:: ASSIGNMENT ::
A verbatim copy of the data below is the required output.

┌──

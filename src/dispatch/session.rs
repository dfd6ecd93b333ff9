//! # Sessions
//!
//! One live client connection: socket-side buffers, negotiated protocol
//! version, and lifecycle phase.
//!
//! Sessions are owned exclusively by the dispatch engine. The game-entity
//! reference is a non-owning back-reference set only after authentication;
//! the session's auth node is referenced by account id only, never by
//! pointer, so the two sides can be torn down independently.

use std::fmt;
use std::time::Instant;

use bytes::Bytes;
use tokio::sync::mpsc;

use crate::broadcast::EntityId;
use crate::codec::framing::ConnBuffer;
use crate::error::RejectReason;

/// Opaque session handle, unique for the life of the process.
#[derive(Debug, Clone, Copy, PartialEq, Eq, Hash, PartialOrd, Ord)]
pub struct SessionId(pub u64);

impl fmt::Display for SessionId {
    fn fmt(&self, f: &mut fmt::Formatter<'_>) -> fmt::Result {
        write!(f, "#{}", self.0)
    }
}

/// Lifecycle phase of a session.
#[derive(Debug, Clone, Copy, PartialEq, Eq)]
pub enum SessionPhase {
    /// Socket open, no handshake seen; only the handshake opcode (and
    /// explicitly exempt opcodes) are legal.
    Connected,
    /// Handshake accepted, backend authentication round-trip in flight.
    AuthPending,
    /// Fully authenticated; gameplay opcodes flow.
    Active,
    /// Marked for teardown; no further frames are dispatched. The actual
    /// removal happens after the current frame fully returns.
    Closing,
}

/// One live client connection.
pub struct Session {
    id: SessionId,
    /// Client address as a raw IPv4, forwarded to the backend during auth.
    pub client_ip: u32,
    /// Negotiated protocol version; `None` until the handshake is sniffed.
    pub version: Option<u16>,
    pub phase: SessionPhase,
    pub account_id: Option<u32>,
    pub char_id: Option<u32>,
    /// Owning game entity; set only after authentication completes.
    pub entity: Option<EntityId>,
    pub buf: ConnBuffer,
    pub last_activity: Instant,
    /// Why the session is closing, if a rejection frame was owed.
    pub close_reason: Option<RejectReason>,
    writer: Option<mpsc::UnboundedSender<Bytes>>,
}

impl Session {
    #[must_use]
    pub fn new(id: SessionId, client_ip: u32) -> Self {
        Self {
            id,
            client_ip,
            version: None,
            phase: SessionPhase::Connected,
            account_id: None,
            char_id: None,
            entity: None,
            buf: ConnBuffer::new(),
            last_activity: Instant::now(),
            close_reason: None,
            writer: None,
        }
    }

    #[must_use]
    pub fn id(&self) -> SessionId {
        self.id
    }

    /// Attach the transport's write half. Tests leave it unattached and
    /// inspect the buffered bytes instead.
    pub fn attach_writer(&mut self, tx: mpsc::UnboundedSender<Bytes>) {
        self.writer = Some(tx);
    }

    #[must_use]
    pub fn is_authed(&self) -> bool {
        self.phase == SessionPhase::Active
    }

    #[must_use]
    pub fn is_closing(&self) -> bool {
        self.phase == SessionPhase::Closing
    }

    /// Queue a teardown. Takes effect after the current frame returns;
    /// later frames from this connection in the same tick are not
    /// dispatched. The first reason sticks.
    pub fn mark_closing(&mut self, reason: Option<RejectReason>) {
        if self.phase != SessionPhase::Closing {
            self.phase = SessionPhase::Closing;
            self.close_reason = reason;
        }
    }

    pub fn queue_send(&mut self, bytes: &[u8]) {
        self.buf.queue_send(bytes);
    }

    pub fn touch(&mut self, now: Instant) {
        self.last_activity = now;
    }

    /// Push batched output to the transport. A dead writer is treated like
    /// a closed socket by the engine's next reap, not an error here.
    pub fn flush(&mut self) {
        if self.buf.pending_out() == 0 {
            return;
        }
        let out = self.buf.take_outgoing();
        if let Some(tx) = &self.writer {
            let _ = tx.send(out);
        } else {
            // No transport attached (tests): leave the drained bytes
            // retrievable through take_outgoing by re-queueing.
            self.buf.queue_send(&out);
        }
    }

    /// Drain whatever is queued without a transport; test helper.
    pub fn take_outgoing(&mut self) -> Bytes {
        self.buf.take_outgoing()
    }
}

impl fmt::Debug for Session {
    fn fmt(&self, f: &mut fmt::Formatter<'_>) -> fmt::Result {
        f.debug_struct("Session")
            .field("id", &self.id)
            .field("version", &self.version)
            .field("phase", &self.phase)
            .field("account_id", &self.account_id)
            .finish_non_exhaustive()
    }
}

└──

:: WRITTEN RESPONSE ::
filename src/dispatch/session.rs
repository dfd6ecd93b333ff9
//! # Sessions
//!
//! One live client connection: socket-side buffers, negotiated protocol
//! version, and lifecycle phase.
//!
//! Sessions are owned exclusively by the dispatch engine. The game-entity
//! reference is a non-owning back-reference set only after authentication;
//! the session's auth node is referenced by account id only, never by
//! pointer, so the two sides can be torn down independently.

use std::fmt;
use std::time::Instant;

use bytes::Bytes;
use tokio::sync::mpsc;

use crate::broadcast::EntityId;
use crate::codec::framing::ConnBuffer;
use crate::error::RejectReason;

/// Opaque session handle, unique for the life of the process.
#[derive(Debug, Clone, Copy, PartialEq, Eq, Hash, PartialOrd, Ord)]
pub struct SessionId(pub u64);

impl fmt::Display for SessionId {
    fn fmt(&self, f: &mut fmt::Formatter<'_>) -> fmt::Result {
        write!(f, "#{}", self.0)
    }
}

/// Lifecycle phase of a session.
#[derive(Debug, Clone, Copy, PartialEq, Eq)]
pub enum SessionPhase {
    /// Socket open, no handshake seen; only the handshake opcode (and
    /// explicitly exempt opcodes) are legal.
    Connected,
    /// Handshake accepted, backend authentication round-trip in flight.
    AuthPending,
    /// Fully authenticated; gameplay opcodes flow.
    Active,
    /// Marked for teardown; no further frames are dispatched. The actual
    /// removal happens after the current frame fully returns.
    Closing,
}

/// One live client connection.
pub struct Session {
    id: SessionId,
    /// Client address as a raw IPv4, forwarded to the backend during auth.
    pub client_ip: u32,
    /// Negotiated protocol version; `None` until the handshake is sniffed.
    pub version: Option<u16>,
    pub phase: SessionPhase,
    pub account_id: Option<u32>,
    pub char_id: Option<u32>,
    /// Owning game entity; set only after authentication completes.
    pub entity: Option<EntityId>,
    pub buf: ConnBuffer,
    pub last_activity: Instant,
    /// Why the session is closing, if a rejection frame was owed.
    pub close_reason: Option<RejectReason>,
    writer: Option<mpsc::UnboundedSender<Bytes>>,
}

impl Session {
    #[must_use]
    pub fn new(id: SessionId, client_ip: u32) -> Self {
        Self {
            id,
            client_ip,
            version: None,
            phase: SessionPhase::Connected,
            account_id: None,
            char_id: None,
            entity: None,
            buf: ConnBuffer::new(),
            last_activity: Instant::now(),
            close_reason: None,
            writer: None,
        }
    }

    #[must_use]
    pub fn id(&self) -> SessionId {
        self.id
    }

    /// Attach the transport's write half. Tests leave it unattached and
    /// inspect the buffered bytes instead.
    pub fn attach_writer(&mut self, tx: mpsc::UnboundedSender<Bytes>) {
        self.writer = Some(tx);
    }

    #[must_use]
    pub fn is_authed(&self) -> bool {
        self.phase == SessionPhase::Active
    }

    #[must_use]
    pub fn is_closing(&self) -> bool {
        self.phase == SessionPhase::Closing
    }

    /// Queue a teardown. Takes effect after the current frame returns;
    /// later frames from this connection in the same tick are not
    /// dispatched. The first reason sticks.
    pub fn mark_closing(&mut self, reason: Option<RejectReason>) {
        if self.phase != SessionPhase::Closing {
            self.phase = SessionPhase::Closing;
            self.close_reason = reason;
        }
    }

    pub fn queue_send(&mut self, bytes: &[u8]) {
        self.buf.queue_send(bytes);
    }

    pub fn touch(&mut self, now: Instant) {
        self.last_activity = now;
    }

    /// Push batched output to the transport. A dead writer is treated like
    /// a closed socket by the engine's next reap, not an error here.
    pub fn flush(&mut self) {
        if self.buf.pending_out() == 0 {
            return;
        }
        let out = self.buf.take_outgoing();
        if let Some(tx) = &self.writer {
            let _ = tx.send(out);
        } else {
            // No transport attached (tests): leave the drained bytes
            // retrievable through take_outgoing by re-queueing.
            self.buf.queue_send(&out);
        }
    }

    /// Drain whatever is queued without a transport; test helper.
    pub fn take_outgoing(&mut self) -> Bytes {
        self.buf.take_outgoing()
    }
}

impl fmt::Debug for Session {
    fn fmt(&self, f: &mut fmt::Formatter<'_>) -> fmt::Result {
        f.debug_struct("Session")
            .field("id", &self.id)
            .field("version", &self.version)
            .field("phase", &self.phase)
            .field("account_id", &self.account_id)
            .finish_non_exhaustive()
    }
}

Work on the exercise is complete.